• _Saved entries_
<<<<

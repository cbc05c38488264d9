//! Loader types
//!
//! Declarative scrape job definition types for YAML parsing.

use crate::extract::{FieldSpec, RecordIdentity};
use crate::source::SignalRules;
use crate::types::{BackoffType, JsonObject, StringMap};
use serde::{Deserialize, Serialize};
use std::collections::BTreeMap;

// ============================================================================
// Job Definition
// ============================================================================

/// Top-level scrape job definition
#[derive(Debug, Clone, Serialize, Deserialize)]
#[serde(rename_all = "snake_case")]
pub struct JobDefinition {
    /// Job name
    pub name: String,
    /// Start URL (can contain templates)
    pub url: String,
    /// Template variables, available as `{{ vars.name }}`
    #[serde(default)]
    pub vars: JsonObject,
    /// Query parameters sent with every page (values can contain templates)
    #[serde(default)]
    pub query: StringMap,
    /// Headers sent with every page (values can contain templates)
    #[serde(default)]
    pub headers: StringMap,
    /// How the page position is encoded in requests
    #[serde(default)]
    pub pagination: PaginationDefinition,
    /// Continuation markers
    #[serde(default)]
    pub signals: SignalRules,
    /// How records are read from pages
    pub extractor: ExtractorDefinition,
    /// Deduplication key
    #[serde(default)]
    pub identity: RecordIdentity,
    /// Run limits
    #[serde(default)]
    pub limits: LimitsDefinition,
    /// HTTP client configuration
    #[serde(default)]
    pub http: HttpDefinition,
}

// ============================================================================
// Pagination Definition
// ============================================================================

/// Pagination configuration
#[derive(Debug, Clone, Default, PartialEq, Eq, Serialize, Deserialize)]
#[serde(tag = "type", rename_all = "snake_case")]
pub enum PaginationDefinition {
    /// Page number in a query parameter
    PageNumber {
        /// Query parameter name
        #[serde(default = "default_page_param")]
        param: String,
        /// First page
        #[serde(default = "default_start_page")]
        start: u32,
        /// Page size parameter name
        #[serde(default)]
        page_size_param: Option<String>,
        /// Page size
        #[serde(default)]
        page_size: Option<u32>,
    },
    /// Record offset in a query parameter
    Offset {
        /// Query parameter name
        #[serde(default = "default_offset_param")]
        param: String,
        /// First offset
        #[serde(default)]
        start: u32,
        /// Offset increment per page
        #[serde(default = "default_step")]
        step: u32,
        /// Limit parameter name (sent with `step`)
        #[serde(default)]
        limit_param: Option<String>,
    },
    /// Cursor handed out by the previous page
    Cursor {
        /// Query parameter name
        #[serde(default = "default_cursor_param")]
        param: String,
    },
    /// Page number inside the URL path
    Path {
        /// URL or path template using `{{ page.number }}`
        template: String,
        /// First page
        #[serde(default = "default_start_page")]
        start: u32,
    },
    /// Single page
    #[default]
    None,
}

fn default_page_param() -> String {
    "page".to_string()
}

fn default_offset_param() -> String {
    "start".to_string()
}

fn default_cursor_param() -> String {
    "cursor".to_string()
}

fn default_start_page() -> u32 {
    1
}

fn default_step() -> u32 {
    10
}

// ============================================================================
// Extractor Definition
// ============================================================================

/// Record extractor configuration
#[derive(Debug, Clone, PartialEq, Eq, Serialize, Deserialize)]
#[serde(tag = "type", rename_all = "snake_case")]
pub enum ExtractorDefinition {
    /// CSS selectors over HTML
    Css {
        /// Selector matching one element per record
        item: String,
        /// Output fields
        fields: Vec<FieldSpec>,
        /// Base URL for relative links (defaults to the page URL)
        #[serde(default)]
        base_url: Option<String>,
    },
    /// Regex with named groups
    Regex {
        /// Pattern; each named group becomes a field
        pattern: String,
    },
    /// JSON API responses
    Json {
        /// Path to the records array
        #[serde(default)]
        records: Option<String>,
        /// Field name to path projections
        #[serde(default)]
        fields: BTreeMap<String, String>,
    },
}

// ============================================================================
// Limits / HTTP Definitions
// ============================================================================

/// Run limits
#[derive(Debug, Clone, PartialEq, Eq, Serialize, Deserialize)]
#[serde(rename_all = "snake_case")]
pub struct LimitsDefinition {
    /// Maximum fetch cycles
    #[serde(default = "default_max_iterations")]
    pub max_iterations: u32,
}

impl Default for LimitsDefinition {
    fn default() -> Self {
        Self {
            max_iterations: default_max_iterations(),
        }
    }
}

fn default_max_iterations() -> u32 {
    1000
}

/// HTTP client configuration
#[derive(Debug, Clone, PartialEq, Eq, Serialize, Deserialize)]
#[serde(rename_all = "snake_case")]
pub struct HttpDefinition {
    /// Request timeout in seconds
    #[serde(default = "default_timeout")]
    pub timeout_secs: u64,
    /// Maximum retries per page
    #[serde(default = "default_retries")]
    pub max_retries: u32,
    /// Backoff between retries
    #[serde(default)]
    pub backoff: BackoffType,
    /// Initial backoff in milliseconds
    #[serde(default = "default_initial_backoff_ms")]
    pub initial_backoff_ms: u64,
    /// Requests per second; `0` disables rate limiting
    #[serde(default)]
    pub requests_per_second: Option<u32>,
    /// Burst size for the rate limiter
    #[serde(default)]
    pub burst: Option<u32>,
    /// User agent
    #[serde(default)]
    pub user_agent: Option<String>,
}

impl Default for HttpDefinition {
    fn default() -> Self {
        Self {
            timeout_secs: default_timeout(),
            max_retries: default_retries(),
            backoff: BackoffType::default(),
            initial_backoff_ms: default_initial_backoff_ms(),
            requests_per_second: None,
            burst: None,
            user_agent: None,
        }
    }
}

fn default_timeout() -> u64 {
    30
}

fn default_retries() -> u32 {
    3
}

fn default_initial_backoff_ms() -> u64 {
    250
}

>>>>

• _Work item_
Exactly as they appear above, output the lines of the data from the first through the one that contains "Default, PartialEq, Eq, Serialize, Deserialize)]", and only those lines.

• _Task answer_
repository cbc05c38488264d9
//! Loader types
//!
//! Declarative scrape job definition types for YAML parsing.

use crate::extract::{FieldSpec, RecordIdentity};
use crate::source::SignalRules;
use crate::types::{BackoffType, JsonObject, StringMap};
use serde::{Deserialize, Serialize};
use std::collections::BTreeMap;

// ============================================================================
// Job Definition
// ============================================================================

/// Top-level scrape job definition
#[derive(Debug, Clone, Serialize, Deserialize)]
#[serde(rename_all = "snake_case")]
pub struct JobDefinition {
    /// Job name
    pub name: String,
    /// Start URL (can contain templates)
    pub url: String,
    /// Template variables, available as `{{ vars.name }}`
    #[serde(default)]
    pub vars: JsonObject,
    /// Query parameters sent with every page (values can contain templates)
    #[serde(default)]
    pub query: StringMap,
    /// Headers sent with every page (values can contain templates)
    #[serde(default)]
    pub headers: StringMap,
    /// How the page position is encoded in requests
    #[serde(default)]
    pub pagination: PaginationDefinition,
    /// Continuation markers
    #[serde(default)]
    pub signals: SignalRules,
    /// How records are read from pages
    pub extractor: ExtractorDefinition,
    /// Deduplication key
    #[serde(default)]
    pub identity: RecordIdentity,
    /// Run limits
    #[serde(default)]
    pub limits: LimitsDefinition,
    /// HTTP client configuration
    #[serde(default)]
    pub http: HttpDefinition,
}

// ============================================================================
// Pagination Definition
// ============================================================================

/// Pagination configuration
#[derive(Debug, Clone, Default, PartialEq, Eq, Serialize, Deserialize)]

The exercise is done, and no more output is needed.